Garbage – Absolute Garbage

En guise de pub pour de la vodka, c’est en fait un best of de Garbage dont on a droit. Souvenez-vous, Garbage, c’est ce groupe de rock alternatif (oui, ça existait) qui a connu un certain succès au milieu des années 90, grâce à une série de hits et à la très charismatique chanteuse Shirley Manson. Le statut de Garbage semble assez incertain, c’est sans doute pour cela que cette compilation est sortie, pour nous rappeller les quelques moments de gloire de la formation.

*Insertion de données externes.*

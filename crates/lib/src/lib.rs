//! agentkit-lib: reconciliation engine for agentkit.
//!
//! This crate distributes components (skills, commands, agents, hooks and MCP
//! server definitions) from a repository catalog into the per-project
//! configuration of one or more AI coding tools:
//! - `component`: descriptor model and the repository catalog scan
//! - `util::hash`: content fingerprints used to detect drift
//! - `tracker`: per-project record of what agentkit installed
//! - `hooks` / `tools`: canonical hook model and per-tool translation
//! - `document`: ownership-aware merges into shared JSON documents
//! - `resolve`: dependency closure and orphan computation
//! - `sync`: status classification, planning and application

pub mod component;
pub mod config;
pub mod consts;
pub mod document;
pub mod env;
pub mod hooks;
pub mod resolve;
pub mod sync;
pub mod tools;
pub mod tracker;
pub mod util;
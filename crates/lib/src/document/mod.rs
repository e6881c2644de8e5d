//! Ownership-aware merges into shared JSON documents.
//!
//! Tool configuration files (settings, hook registries, MCP registries) are
//! shared with the user and other tooling. agentkit only ever touches entries
//! that carry its ownership marker (`"_agentkit": "<descriptor name>"`); all
//! other content is preserved as read.
//!
//! A [`JsonDocument`] is a handle (path plus the section key agentkit writes
//! under). It holds no content: every [`JsonDocument::update`] reads the file,
//! applies one mutation to the section and writes the whole file back.
//!
//! Two section shapes are supported:
//! - [`events`]: event name to array of entries (hooks)
//! - [`keyed`]: entry key to entry object (MCP servers)

pub mod events;
pub mod keyed;

use std::fs;
use std::io;
use std::path::{Path, PathBuf};

use serde_json::{Map, Value};
use thiserror::Error;
use tracing::{debug, warn};

use crate::consts::OWNER_FIELD;

/// Errors that can occur while merging into a document.
#[derive(Debug, Error)]
pub enum DocumentError {
  #[error("failed to read {}: {source}", path.display())]
  Read { path: PathBuf, source: io::Error },

  #[error("failed to write {}: {source}", path.display())]
  Write { path: PathBuf, source: io::Error },

  #[error("failed to create directory {}: {source}", path.display())]
  CreateDir { path: PathBuf, source: io::Error },

  #[error("failed to serialize document: {0}")]
  Serialize(#[source] serde_json::Error),

  /// The key is taken by an entry agentkit does not own.
  #[error("entry '{key}' already exists and is not owned by '{owner}'")]
  Conflict { key: String, owner: String },

  #[error("entry '{key}' must be a JSON object")]
  InvalidEntry { key: String },
}

/// Owner recorded on a document entry, if any.
pub fn owner_of(entry: &Value) -> Option<&str> {
  entry.get(OWNER_FIELD).and_then(Value::as_str)
}

/// Stamp the ownership marker on an entry. Returns `None` for non-objects.
pub(crate) fn stamp(entry: Value, owner: &str) -> Option<Value> {
  match entry {
    Value::Object(mut map) => {
      map.insert(OWNER_FIELD.to_string(), Value::String(owner.to_string()));
      Some(Value::Object(map))
    }
    _ => None,
  }
}

/// Handle to a JSON document and the section agentkit manages in it.
#[derive(Debug, Clone, PartialEq)]
pub struct JsonDocument {
  path: PathBuf,
  section: String,
  /// Top-level fields written when the document is created.
  seed: Map<String, Value>,
}

impl JsonDocument {
  pub fn new(path: impl Into<PathBuf>, section: impl Into<String>) -> Self {
    Self {
      path: path.into(),
      section: section.into(),
      seed: Map::new(),
    }
  }

  pub fn with_seed(mut self, key: &str, value: Value) -> Self {
    self.seed.insert(key.to_string(), value);
    self
  }

  pub fn path(&self) -> &Path {
    &self.path
  }

  pub fn section(&self) -> &str {
    &self.section
  }

  /// Read the root object.
  ///
  /// Returns `Ok(None)` when the file is missing or does not hold a JSON
  /// object; a corrupt document is treated as absent and replaced on the next
  /// write.
  fn load_root(&self) -> Result<Option<Map<String, Value>>, DocumentError> {
    let content = match fs::read_to_string(&self.path) {
      Ok(content) => content,
      Err(e) if e.kind() == io::ErrorKind::NotFound => return Ok(None),
      Err(e) => {
        return Err(DocumentError::Read {
          path: self.path.clone(),
          source: e,
        });
      }
    };

    match serde_json::from_str::<Value>(&content) {
      Ok(Value::Object(root)) => Ok(Some(root)),
      Ok(_) => {
        warn!(path = %self.path.display(), "document root is not an object, treating as empty");
        Ok(None)
      }
      Err(e) => {
        warn!(path = %self.path.display(), error = %e, "document is not valid JSON, treating as empty");
        Ok(None)
      }
    }
  }

  /// Current content of the managed section (empty if absent or unreadable).
  pub fn read_section(&self) -> Map<String, Value> {
    let root = match self.load_root() {
      Ok(root) => root,
      Err(e) => {
        warn!(error = %e, "treating unreadable document as empty");
        None
      }
    };
    match root.and_then(|mut root| root.remove(&self.section)) {
      Some(Value::Object(section)) => section,
      _ => Map::new(),
    }
  }

  /// Read-modify-write the managed section.
  ///
  /// The file is only written when the section actually changed. A section
  /// left empty is removed from the document; the document itself is kept.
  pub fn update<T>(
    &self,
    mutate: impl FnOnce(&mut Map<String, Value>) -> Result<T, DocumentError>,
  ) -> Result<T, DocumentError> {
    let existing = self.load_root()?;
    let created = existing.is_none();
    let mut root = existing.unwrap_or_default();

    // Work on a copy so the section keeps its position among the user's keys.
    let mut section = match root.get(&self.section) {
      Some(Value::Object(section)) => section.clone(),
      Some(_) => {
        warn!(
          path = %self.path.display(),
          section = %self.section,
          "section is not an object, replacing it"
        );
        Map::new()
      }
      None => Map::new(),
    };
    let before = section.clone();

    let result = mutate(&mut section)?;

    if section == before {
      debug!(path = %self.path.display(), "document unchanged, skipping write");
      return Ok(result);
    }

    if section.is_empty() {
      root.shift_remove(&self.section);
    } else {
      root.insert(self.section.clone(), Value::Object(section));
    }
    if created {
      for (key, value) in &self.seed {
        root.entry(key.clone()).or_insert_with(|| value.clone());
      }
    }

    self.save(&Value::Object(root))?;
    Ok(result)
  }

  /// Write the whole document atomically (temp file, then rename).
  fn save(&self, root: &Value) -> Result<(), DocumentError> {
    if let Some(parent) = self.path.parent() {
      fs::create_dir_all(parent).map_err(|e| DocumentError::CreateDir {
        path: parent.to_path_buf(),
        source: e,
      })?;
    }

    let mut content = serde_json::to_string_pretty(root).map_err(DocumentError::Serialize)?;
    content.push('\n');

    let mut temp_name = self.path.file_name().unwrap_or_default().to_os_string();
    temp_name.push(".tmp");
    let temp_path = self.path.with_file_name(temp_name);

    fs::write(&temp_path, &content).map_err(|e| DocumentError::Write {
      path: temp_path.clone(),
      source: e,
    })?;
    fs::rename(&temp_path, &self.path).map_err(|e| DocumentError::Write {
      path: self.path.clone(),
      source: e,
    })?;

    debug!(path = %self.path.display(), bytes = content.len(), "document written");
    Ok(())
  }
}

Garbage, ce n’est pas vraiment un groupe. Outre Manson, les autres membres sont des rats de studios et producteurs aguerris, dont le célèbre Butch Vig (producteur de Nevermind, entre autres). On leur a toujours – injustement – reproché ce fait, alors que le lineup particulier a permis d’obtenir un son particulier, effectivement très peu organique mais diablement efficace. Comme la compilation à la bonne idée d’être présentée chronologiquement, on en tarde pas à s’en rendre compte.

Les extraits de Garbage sont les meilleurs : Vow, Milk, ou encore les tubesques Only Happy When It Rains, Queer et Stupid Girl (qui sample Train in Vain, de Clash), soit des nappes d’instruments trafiqués et la voix sexy légèrement perverse de Shirley Manson. Original, et comme je l’ai déjà dit, très efficace. Ce mélange de rock, metal, electro et trip-hop (vous vous souvenez du trip-hop?) est vraiment la propiété de Garbage, même si la formule n’aura duré que deux albums. Le second opus, Version 2.0 polit la production et fait de Garbage une véritable machine à hits alternatifs : Push It, I Think I’m Paranoid, You Look So Fine ou Special, étonnant mixup entre production moderne et pop 50s. C’est à partir d’ici qu’on se rend compte du manque de profondeur du groupe, confirmé par les prestations live peu impressionnantes du groupe. Mais les morceaux sont chouettes, et Garbage devient suffisamment connu pour écrire un morceau pour le James Bond de l’époque, The World Is Not Enough.

Après, rien ne va plus : beautifulgarbage est insignifiant (même si, étrangement, un des meilleurs morceaux de l’albums, Androgyny, est absent ici) et Bleed Like Me à peine meilleur. Le fait que les deux derniers albums ne sont pas du niveau de leurs précécesseurs (même si Bleed Like Me a ses bons moments) est reconnu ici : sur les dix-huit morceaux, seuls quatre en sont extraits, contre cinq pour le seul Garbage. On ajoutera un inédit et un remix pour clôturer la compilation, qui finit forcément moins bien qu’elle n’a commencé.

On ne la conseillera pas vraiment, au contraire des deux premiers albums. Surtout que sue la longueur, c’est très bourrin et difficile à avaler. Mais j’avoue, avant de l’écouter, j’avais oublié Garbage, et je n’aurais pas du, ils me rappellent quelques bons souvenirs. Ils ne laisseront pas de trace indélébile dans l’histoire du rock, ceci dit.